***** MATERIAL TO PROCESS

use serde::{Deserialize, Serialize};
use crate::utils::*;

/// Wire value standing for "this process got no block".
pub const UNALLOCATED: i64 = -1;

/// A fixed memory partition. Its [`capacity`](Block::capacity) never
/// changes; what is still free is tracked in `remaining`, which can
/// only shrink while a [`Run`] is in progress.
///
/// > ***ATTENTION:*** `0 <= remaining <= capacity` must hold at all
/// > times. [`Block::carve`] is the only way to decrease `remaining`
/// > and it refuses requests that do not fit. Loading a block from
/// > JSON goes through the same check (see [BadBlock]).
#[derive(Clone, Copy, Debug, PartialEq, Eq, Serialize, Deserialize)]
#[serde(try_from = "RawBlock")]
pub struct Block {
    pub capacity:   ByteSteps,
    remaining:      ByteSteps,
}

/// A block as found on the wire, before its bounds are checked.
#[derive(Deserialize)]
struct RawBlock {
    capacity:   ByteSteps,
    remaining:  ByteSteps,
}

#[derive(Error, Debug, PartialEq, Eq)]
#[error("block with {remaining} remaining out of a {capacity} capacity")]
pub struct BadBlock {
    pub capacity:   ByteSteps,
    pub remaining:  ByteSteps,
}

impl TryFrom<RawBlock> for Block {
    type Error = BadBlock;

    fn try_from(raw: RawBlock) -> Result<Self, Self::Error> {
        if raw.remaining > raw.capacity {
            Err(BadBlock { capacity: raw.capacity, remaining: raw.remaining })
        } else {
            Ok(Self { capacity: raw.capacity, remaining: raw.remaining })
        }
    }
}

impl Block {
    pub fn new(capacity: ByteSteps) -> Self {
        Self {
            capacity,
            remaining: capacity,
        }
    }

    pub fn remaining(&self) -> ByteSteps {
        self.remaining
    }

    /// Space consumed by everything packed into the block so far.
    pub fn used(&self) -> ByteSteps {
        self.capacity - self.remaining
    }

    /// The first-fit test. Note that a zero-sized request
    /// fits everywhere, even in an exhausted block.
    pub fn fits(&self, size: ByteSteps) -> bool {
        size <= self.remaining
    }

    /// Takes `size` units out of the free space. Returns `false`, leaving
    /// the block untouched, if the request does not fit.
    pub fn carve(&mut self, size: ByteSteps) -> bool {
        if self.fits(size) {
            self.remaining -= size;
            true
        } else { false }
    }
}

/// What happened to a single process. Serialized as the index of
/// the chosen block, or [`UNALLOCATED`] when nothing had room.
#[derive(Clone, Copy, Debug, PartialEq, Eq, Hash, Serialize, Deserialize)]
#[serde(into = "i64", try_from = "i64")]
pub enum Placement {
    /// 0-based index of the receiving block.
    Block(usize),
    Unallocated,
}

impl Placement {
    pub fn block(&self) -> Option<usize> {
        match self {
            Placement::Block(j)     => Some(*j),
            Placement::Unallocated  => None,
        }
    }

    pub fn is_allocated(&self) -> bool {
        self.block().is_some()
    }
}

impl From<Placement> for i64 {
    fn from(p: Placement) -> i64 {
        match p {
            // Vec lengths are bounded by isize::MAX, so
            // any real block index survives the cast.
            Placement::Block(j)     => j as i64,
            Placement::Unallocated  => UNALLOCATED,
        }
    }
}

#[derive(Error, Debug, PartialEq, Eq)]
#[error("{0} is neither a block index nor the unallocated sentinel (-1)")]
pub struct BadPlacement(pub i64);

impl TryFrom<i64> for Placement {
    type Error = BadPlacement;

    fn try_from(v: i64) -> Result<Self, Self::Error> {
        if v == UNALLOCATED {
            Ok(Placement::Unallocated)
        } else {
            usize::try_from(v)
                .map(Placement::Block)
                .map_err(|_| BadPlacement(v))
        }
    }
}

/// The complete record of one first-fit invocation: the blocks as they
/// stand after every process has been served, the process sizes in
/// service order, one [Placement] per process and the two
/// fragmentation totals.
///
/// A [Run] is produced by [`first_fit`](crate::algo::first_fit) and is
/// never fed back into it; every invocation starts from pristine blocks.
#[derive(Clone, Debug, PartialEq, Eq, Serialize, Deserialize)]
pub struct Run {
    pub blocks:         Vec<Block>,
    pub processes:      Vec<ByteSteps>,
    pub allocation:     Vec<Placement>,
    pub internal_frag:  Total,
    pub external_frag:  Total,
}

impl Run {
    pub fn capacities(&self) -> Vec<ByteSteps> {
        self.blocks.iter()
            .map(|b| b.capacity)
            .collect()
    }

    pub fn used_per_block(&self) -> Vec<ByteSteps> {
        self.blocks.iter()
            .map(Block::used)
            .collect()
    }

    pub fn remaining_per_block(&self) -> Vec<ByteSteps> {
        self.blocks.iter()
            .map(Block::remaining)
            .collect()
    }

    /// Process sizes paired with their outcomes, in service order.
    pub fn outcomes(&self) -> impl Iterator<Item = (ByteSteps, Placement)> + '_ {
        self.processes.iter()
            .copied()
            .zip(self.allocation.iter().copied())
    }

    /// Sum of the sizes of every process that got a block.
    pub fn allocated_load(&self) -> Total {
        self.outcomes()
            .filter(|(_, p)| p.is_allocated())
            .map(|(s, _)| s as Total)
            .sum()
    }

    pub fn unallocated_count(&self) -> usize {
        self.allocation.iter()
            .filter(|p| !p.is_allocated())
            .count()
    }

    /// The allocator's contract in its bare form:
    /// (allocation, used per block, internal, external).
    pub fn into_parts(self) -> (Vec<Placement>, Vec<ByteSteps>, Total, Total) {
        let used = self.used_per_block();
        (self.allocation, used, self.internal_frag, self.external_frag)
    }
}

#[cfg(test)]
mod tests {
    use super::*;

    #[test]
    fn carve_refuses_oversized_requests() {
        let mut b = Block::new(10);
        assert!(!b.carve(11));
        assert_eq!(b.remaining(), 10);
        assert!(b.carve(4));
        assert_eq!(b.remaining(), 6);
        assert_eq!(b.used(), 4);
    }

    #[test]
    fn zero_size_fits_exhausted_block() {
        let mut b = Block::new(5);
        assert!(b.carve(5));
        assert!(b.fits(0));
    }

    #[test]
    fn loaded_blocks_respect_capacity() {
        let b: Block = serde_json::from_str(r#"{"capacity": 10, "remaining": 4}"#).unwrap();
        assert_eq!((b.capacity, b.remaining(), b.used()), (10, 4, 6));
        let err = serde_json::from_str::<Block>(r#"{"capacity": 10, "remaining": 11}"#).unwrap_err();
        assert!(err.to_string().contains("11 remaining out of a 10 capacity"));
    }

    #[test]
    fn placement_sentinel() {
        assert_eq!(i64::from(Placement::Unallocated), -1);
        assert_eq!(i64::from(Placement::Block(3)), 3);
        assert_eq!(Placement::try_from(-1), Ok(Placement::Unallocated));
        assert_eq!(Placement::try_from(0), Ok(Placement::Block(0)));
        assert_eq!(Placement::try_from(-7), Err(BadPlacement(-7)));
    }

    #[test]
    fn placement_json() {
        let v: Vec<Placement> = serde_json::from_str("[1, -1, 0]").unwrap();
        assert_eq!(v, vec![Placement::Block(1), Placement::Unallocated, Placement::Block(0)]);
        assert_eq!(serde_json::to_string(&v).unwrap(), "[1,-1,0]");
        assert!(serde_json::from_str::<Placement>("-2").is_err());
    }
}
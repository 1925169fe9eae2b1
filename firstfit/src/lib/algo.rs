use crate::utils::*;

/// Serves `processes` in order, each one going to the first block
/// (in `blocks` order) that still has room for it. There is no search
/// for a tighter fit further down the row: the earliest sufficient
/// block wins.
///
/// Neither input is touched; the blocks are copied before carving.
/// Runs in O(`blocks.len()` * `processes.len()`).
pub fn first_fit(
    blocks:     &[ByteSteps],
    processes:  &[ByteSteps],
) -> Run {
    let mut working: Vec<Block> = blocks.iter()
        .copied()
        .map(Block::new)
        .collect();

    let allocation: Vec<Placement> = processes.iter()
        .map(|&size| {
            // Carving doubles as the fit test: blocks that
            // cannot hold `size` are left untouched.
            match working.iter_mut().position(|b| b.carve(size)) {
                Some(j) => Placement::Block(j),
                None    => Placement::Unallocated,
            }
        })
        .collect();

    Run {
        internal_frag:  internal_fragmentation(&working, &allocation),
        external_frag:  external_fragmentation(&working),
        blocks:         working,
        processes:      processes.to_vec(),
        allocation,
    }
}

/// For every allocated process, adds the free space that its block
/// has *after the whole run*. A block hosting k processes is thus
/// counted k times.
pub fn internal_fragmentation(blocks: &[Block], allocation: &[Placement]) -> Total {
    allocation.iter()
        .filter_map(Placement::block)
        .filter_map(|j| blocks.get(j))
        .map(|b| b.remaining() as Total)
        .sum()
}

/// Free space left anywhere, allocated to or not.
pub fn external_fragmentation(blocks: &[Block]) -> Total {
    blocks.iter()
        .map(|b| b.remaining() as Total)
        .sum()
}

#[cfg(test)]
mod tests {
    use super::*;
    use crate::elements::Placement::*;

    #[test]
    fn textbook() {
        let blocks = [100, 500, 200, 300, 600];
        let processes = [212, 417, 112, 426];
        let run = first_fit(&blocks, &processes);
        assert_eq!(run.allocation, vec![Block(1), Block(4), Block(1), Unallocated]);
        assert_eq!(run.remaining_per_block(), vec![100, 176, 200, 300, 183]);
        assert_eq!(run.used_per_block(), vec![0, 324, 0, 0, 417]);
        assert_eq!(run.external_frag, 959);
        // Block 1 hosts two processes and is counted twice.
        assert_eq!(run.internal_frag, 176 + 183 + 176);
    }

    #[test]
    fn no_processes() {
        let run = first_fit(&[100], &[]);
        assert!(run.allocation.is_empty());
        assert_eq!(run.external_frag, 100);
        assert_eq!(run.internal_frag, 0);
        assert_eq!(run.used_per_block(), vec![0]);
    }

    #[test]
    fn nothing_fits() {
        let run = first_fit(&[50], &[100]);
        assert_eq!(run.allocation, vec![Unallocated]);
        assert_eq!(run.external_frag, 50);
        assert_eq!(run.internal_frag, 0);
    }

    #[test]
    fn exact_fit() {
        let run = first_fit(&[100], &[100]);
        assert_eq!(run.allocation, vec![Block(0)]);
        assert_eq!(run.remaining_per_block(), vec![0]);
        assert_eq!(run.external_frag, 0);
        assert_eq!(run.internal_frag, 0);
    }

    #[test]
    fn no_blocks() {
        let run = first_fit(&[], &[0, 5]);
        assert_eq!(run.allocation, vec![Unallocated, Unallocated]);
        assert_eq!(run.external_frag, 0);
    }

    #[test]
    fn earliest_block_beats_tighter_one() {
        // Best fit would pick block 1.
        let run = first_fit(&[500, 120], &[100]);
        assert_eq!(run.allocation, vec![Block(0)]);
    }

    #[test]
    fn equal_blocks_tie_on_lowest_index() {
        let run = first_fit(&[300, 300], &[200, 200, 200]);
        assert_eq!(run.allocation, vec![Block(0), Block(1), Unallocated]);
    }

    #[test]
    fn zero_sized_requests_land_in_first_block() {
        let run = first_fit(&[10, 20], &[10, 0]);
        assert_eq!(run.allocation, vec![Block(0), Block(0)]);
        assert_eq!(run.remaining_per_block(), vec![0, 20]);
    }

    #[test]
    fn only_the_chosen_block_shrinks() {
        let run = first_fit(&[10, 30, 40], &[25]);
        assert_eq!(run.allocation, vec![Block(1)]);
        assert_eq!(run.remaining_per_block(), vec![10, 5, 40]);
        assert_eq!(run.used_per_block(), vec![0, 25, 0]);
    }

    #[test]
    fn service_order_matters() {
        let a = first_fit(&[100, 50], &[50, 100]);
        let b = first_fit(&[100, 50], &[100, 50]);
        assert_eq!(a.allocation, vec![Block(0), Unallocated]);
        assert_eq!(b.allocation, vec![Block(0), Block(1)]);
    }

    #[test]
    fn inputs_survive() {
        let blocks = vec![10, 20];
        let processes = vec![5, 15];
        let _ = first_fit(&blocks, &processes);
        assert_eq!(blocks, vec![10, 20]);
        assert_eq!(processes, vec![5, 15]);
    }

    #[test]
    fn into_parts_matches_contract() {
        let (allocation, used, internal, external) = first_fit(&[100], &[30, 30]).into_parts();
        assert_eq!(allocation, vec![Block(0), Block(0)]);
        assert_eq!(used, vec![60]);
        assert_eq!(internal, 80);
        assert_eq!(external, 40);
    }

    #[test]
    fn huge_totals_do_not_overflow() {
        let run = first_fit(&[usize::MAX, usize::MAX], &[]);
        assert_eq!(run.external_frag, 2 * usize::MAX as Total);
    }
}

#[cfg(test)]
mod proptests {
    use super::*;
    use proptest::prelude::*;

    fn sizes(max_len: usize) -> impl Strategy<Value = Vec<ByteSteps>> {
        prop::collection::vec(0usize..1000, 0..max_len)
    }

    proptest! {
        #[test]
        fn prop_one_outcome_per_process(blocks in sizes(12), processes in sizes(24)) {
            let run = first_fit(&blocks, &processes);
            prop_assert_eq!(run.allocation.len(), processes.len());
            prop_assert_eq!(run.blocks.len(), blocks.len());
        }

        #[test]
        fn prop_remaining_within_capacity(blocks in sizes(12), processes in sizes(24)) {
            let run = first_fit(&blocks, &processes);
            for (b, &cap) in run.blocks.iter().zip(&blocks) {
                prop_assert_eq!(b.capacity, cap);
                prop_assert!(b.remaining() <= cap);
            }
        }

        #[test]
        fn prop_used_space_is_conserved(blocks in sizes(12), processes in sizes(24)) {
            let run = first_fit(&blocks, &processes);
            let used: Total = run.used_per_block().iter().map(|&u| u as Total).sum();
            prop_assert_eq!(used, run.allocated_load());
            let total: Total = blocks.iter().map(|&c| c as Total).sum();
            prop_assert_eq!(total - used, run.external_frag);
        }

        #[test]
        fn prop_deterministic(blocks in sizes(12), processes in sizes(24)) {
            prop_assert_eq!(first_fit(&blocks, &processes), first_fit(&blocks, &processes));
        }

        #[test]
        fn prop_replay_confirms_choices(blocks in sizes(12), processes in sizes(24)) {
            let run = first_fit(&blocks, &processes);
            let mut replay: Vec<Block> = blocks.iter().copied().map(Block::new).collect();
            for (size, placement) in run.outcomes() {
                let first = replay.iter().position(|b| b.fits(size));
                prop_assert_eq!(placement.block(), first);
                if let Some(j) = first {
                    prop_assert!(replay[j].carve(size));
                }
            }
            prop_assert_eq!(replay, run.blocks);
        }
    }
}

**********

Your answer should consist of the lines from the line with "pub struct BadPlacement(pub i64);" to the line with "usize::try_from(v)" above, repeated exactly, both ends included.

== EXERCISE OUTPUT ==
pub struct BadPlacement(pub i64);

impl TryFrom<i64> for Placement {
    type Error = BadPlacement;

    fn try_from(v: i64) -> Result<Self, Self::Error> {
        if v == UNALLOCATED {
            Ok(Placement::Unallocated)
        } else {
            usize::try_from(v)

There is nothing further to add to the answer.